Two controlled clinical trials evaluated Imitrex nasal spray (5 to 20 mg) in 1248 pediatric migraine patients aged 12 to 17 years who were treated with a single attack. The trials did not establish the efficacy of Imitrex nasal spray compared to placebo in the treatment of migraine in pediatric patients. The adverse reactions observed in these trials were similar in nature to those reported in adult clinical trials.
A total of 701 paediatric migraines were involved in five controlled clinical trials (2 single-attack trials, 3 multiple-attack trials) evaluating oral administration of Imitrex (25 mg to 100 mg) in paediatric patients aged 12 to 17 years.

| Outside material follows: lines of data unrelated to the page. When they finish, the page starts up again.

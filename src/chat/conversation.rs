//! The conversation reducer.
//!
//! [`Conversation`] owns the session, the timeline, the escalation workflow
//! and the ticket store. User actions and [`AppEvent`]s are applied one at a
//! time through `&mut self`; anything that has to happen outside (backend
//! calls, timers, notifications) is returned as an [`Effect`] for the runtime
//! to execute.

use std::collections::HashMap;
use std::sync::Arc;

use chrono::Utc;
use tokio_util::sync::CancellationToken;

use super::demo;
use super::effect::Effect;
use super::escalation::{EscalationRequest, EscalationWorkflow, FormField};
use super::event::{AppEvent, RequestId};
use super::message::{Feedback, Message, MessageId};
use super::notification::Notification;
use super::timeline::Timeline;
use crate::agent::{AgentError, InvokeRequest, InvokeResult, COORDINATOR_AGENT_ID};
use crate::data::{StateStore, StatusFilter, Ticket, TicketStore};
use crate::session::Session;

/// Knobs the reducer needs from configuration.
#[derive(Debug, Clone, PartialEq, Eq)]
pub struct ChatSettings {
    /// Routing target for every backend call
    pub agent_id: String,
    /// Length of auto-generated ticket subjects
    pub subject_max_chars: usize,
}

impl Default for ChatSettings {
    fn default() -> Self {
        Self {
            agent_id: COORDINATOR_AGENT_ID.to_string(),
            subject_max_chars: 80,
        }
    }
}

#[derive(Debug)]
enum PendingKind {
    Send {
        question: String,
        reporter: Option<String>,
    },
    Escalate {
        request: EscalationRequest,
    },
}

/// A backend call that has not completed yet.
#[derive(Debug)]
struct PendingRequest {
    kind: PendingKind,
    guard: CancellationToken,
}

pub struct Conversation {
    session: Session,
    timeline: Timeline,
    escalation: EscalationWorkflow,
    tickets: TicketStore,
    /// Sample tickets shown instead of `tickets` while demo data is on
    sample_tickets: Option<TicketStore>,
    storage: Arc<dyn StateStore>,
    settings: ChatSettings,
    pending: HashMap<RequestId, PendingRequest>,
    next_request: u64,
}

impl Conversation {
    pub fn new(session: Session, storage: Arc<dyn StateStore>, settings: ChatSettings) -> Self {
        Self {
            session,
            timeline: Timeline::new(),
            escalation: EscalationWorkflow::new(),
            tickets: TicketStore::load(storage.clone()),
            sample_tickets: None,
            storage,
            settings,
            pending: HashMap::new(),
            next_request: 0,
        }
    }

    pub fn session(&self) -> &Session {
        &self.session
    }

    pub fn timeline(&self) -> &Timeline {
        &self.timeline
    }

    pub fn escalation(&self) -> &EscalationWorkflow {
        &self.escalation
    }

    pub fn settings(&self) -> &ChatSettings {
        &self.settings
    }

    /// The tickets currently shown (sample tickets while demo data is on).
    pub fn tickets(&self) -> &TicketStore {
        self.sample_tickets.as_ref().unwrap_or(&self.tickets)
    }

    pub fn filter_tickets(&self, status: StatusFilter, query: &str) -> Vec<&Ticket> {
        self.tickets().filter(status, query)
    }

    pub fn sample_data(&self) -> bool {
        self.sample_tickets.is_some()
    }

    /// Agent to show as working, if any call is outstanding.
    pub fn active_agent(&self) -> Option<&str> {
        self.timeline.active_agent().or_else(|| {
            self.escalation
                .is_submitting()
                .then_some(self.settings.agent_id.as_str())
        })
    }

    pub fn is_busy(&self) -> bool {
        self.timeline.is_in_flight() || self.escalation.is_submitting()
    }

    pub fn can_escalate(&self, id: MessageId) -> bool {
        self.timeline.get(id).is_some_and(Message::can_escalate)
    }

    pub fn escalation_emphasized(&self, id: MessageId) -> bool {
        self.timeline
            .get(id)
            .is_some_and(Message::escalation_emphasized)
    }

    pub fn set_display_name(&mut self, name: &str) -> bool {
        self.session.set_display_name(name)
    }

    pub fn clear_display_name(&mut self) {
        self.session.clear_display_name();
    }

    pub fn set_input(&mut self, text: impl Into<String>) {
        self.timeline.set_input(text);
    }

    /// Send the current input. Returns no effects if the send is refused.
    pub fn send_message(&mut self) -> Vec<Effect> {
        let request_id = self.peek_request_id();
        let Some(turn) = self.timeline.send_message(
            self.session.display_name(),
            request_id,
            &self.settings.agent_id,
        ) else {
            return Vec::new();
        };
        self.next_request += 1;

        tracing::info!(request_id = %request_id, "Sending message");
        let request = InvokeRequest::new(
            turn.message,
            self.settings.agent_id.clone(),
            self.session.context(),
        );
        self.dispatch(
            request_id,
            request,
            PendingKind::Send {
                question: turn.question,
                reporter: self.session.display_name().map(str::to_string),
            },
        )
    }

    /// Replace the input with `text` and send it.
    pub fn send(&mut self, text: &str) -> Vec<Effect> {
        self.set_input(text);
        self.send_message()
    }

    /// Stop waiting on the current send and any escalation being submitted.
    /// The backend calls keep running and their results are still appended
    /// when they arrive.
    pub fn stop(&mut self) -> bool {
        let stopped: Vec<RequestId> = self
            .timeline
            .stop()
            .into_iter()
            .chain(self.escalation.force_reset())
            .collect();
        for request_id in &stopped {
            tracing::info!(request_id = %request_id, "Stopped waiting for reply");
            self.disarm(*request_id);
        }
        !stopped.is_empty()
    }

    /// Drop an error message and put its triggering text back in the input.
    pub fn retry(&mut self, id: MessageId) -> Option<String> {
        self.timeline.retry(id)
    }

    pub fn set_feedback(&mut self, id: MessageId, feedback: Feedback) -> bool {
        self.timeline.set_feedback(id, feedback)
    }

    /// Open the escalation form on an agent message.
    pub fn open_escalation(&mut self, id: MessageId) -> bool {
        let Some(message) = self.timeline.get(id) else {
            return false;
        };
        let question = self
            .timeline
            .preceding_user_message(id)
            .unwrap_or(message)
            .content
            .clone();
        self.escalation.open(
            message,
            &question,
            self.session.display_name(),
            self.settings.subject_max_chars,
        )
    }

    pub fn set_escalation_field(&mut self, field: FormField, value: &str) -> bool {
        self.escalation.set_field(field, value)
    }

    pub fn cancel_escalation(&mut self) {
        self.escalation.cancel();
    }

    /// Submit the open escalation form. Returns no effects if it is refused.
    pub fn submit_escalation(&mut self) -> Vec<Effect> {
        let request_id = self.peek_request_id();
        let Some(request) = self.escalation.submit(request_id) else {
            return Vec::new();
        };
        self.next_request += 1;

        let invoke = InvokeRequest::new(
            request.directive(),
            self.settings.agent_id.clone(),
            self.session.context(),
        );
        self.dispatch(request_id, invoke, PendingKind::Escalate { request })
    }

    /// Switch demo data on or off.
    ///
    /// Turning it on swaps in a sample conversation and sample tickets;
    /// turning it off clears the conversation and reloads stored tickets.
    pub fn set_sample_data(&mut self, enabled: bool) {
        if enabled == self.sample_data() {
            return;
        }
        self.escalation.cancel();
        if enabled {
            self.timeline.replace(demo::sample_messages());
            self.sample_tickets = Some(TicketStore::detached(demo::sample_tickets()));
        } else {
            self.timeline.replace(Vec::new());
            self.sample_tickets = None;
            self.tickets = TicketStore::load(self.storage.clone());
        }
        tracing::debug!(enabled, "Sample data toggled");
    }

    /// Apply an event from the runtime.
    pub fn handle_event(&mut self, event: AppEvent) -> Vec<Effect> {
        match event {
            AppEvent::BackendCompleted {
                request_id,
                outcome,
            } => self.reconcile(request_id, outcome),
            AppEvent::TimedOut { request_id } => self.time_out(request_id),
            AppEvent::Activity(_) => Vec::new(),
        }
    }

    fn reconcile(
        &mut self,
        request_id: RequestId,
        outcome: Result<InvokeResult, AgentError>,
    ) -> Vec<Effect> {
        let Some(pending) = self.pending.remove(&request_id) else {
            tracing::debug!(request_id = %request_id, "Ignoring completion for unknown request");
            return Vec::new();
        };
        pending.guard.cancel();

        let (ticket, notification) = match pending.kind {
            PendingKind::Send { question, reporter } => {
                let outcome = self.timeline.complete_send(
                    request_id,
                    &question,
                    reporter.as_deref(),
                    outcome,
                    self.settings.subject_max_chars,
                );
                (outcome.ticket, outcome.notification)
            }
            PendingKind::Escalate { request } => {
                let outcome = self
                    .escalation
                    .complete(request_id, &request, outcome, Utc::now());
                if outcome.message.is_error {
                    self.timeline
                        .push_error(outcome.message, &request.original_question);
                } else {
                    self.timeline.push(outcome.message);
                }
                (outcome.ticket, Some(outcome.notification))
            }
        };

        let notification = match ticket {
            Some(ticket) => {
                let ticket_id = ticket.ticket_id.clone();
                if self.record_ticket(ticket) {
                    notification
                } else {
                    Some(Notification::ticket_already_recorded(&ticket_id))
                }
            }
            None => notification,
        };
        notification.map(Effect::Notify).into_iter().collect()
    }

    fn time_out(&mut self, request_id: RequestId) -> Vec<Effect> {
        if self.timeline.expire(request_id) {
            tracing::warn!(request_id = %request_id, "Request timed out");
            if let Some(escalation_id) = self.escalation.force_reset() {
                self.disarm(escalation_id);
            }
            return vec![Effect::Notify(Notification::timed_out())];
        }
        if self.escalation.expire(request_id) {
            return vec![Effect::Notify(Notification::timed_out())];
        }
        tracing::debug!(request_id = %request_id, "Ignoring stale timeout");
        Vec::new()
    }

    /// Persist a new ticket; mirror it into the sample view if that is shown.
    /// Returns `false` if the ticket id is already in the visible store.
    fn record_ticket(&mut self, ticket: Ticket) -> bool {
        match &mut self.sample_tickets {
            Some(sample) => {
                let shown = sample.insert(ticket.clone());
                self.tickets.insert(ticket);
                shown
            }
            None => self.tickets.insert(ticket),
        }
    }

    /// Cancel the timer of a request that is no longer being waited on.
    fn disarm(&self, request_id: RequestId) {
        if let Some(pending) = self.pending.get(&request_id) {
            pending.guard.cancel();
        }
    }

    fn peek_request_id(&self) -> RequestId {
        RequestId(self.next_request + 1)
    }

    fn dispatch(
        &mut self,
        request_id: RequestId,
        request: InvokeRequest,
        kind: PendingKind,
    ) -> Vec<Effect> {
        let guard = CancellationToken::new();
        self.pending.insert(
            request_id,
            PendingRequest {
                kind,
                guard: guard.clone(),
            },
        );
        vec![
            Effect::Invoke {
                request_id,
                request,
            },
            Effect::ArmTimeout { request_id, guard },
        ]
    }
}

These trials did not establish the efficacy of oral Imitrex compared to placebo in the treatment of migraine in pediatric patients. The adverse reactions observed in these trials were similar in nature to those reported in adult clinical trials. The incidence of all adverse reactions in these patients depended on both dose and age, with younger patients reporting reactions more frequently than older pediatric patients.
Post-marketing experience suggests that serious adverse reactions have occurred in the pediatric population following the use of subcutaneous, oral, and/or intranasal Imitrex. These reports include reactions similar in nature to those rarely reported in adults, including stroke, vision loss, and death. Myocardial infarction has been reported in a 14-year-old male following oral administration of Imitrex; Clinical signs appeared within 1 day after taking the drug. Clinical data to determine the incidence of serious adverse reactions in pediatric patients who could receive imitrex subcutaneously, orally, or intranasally are not currently available.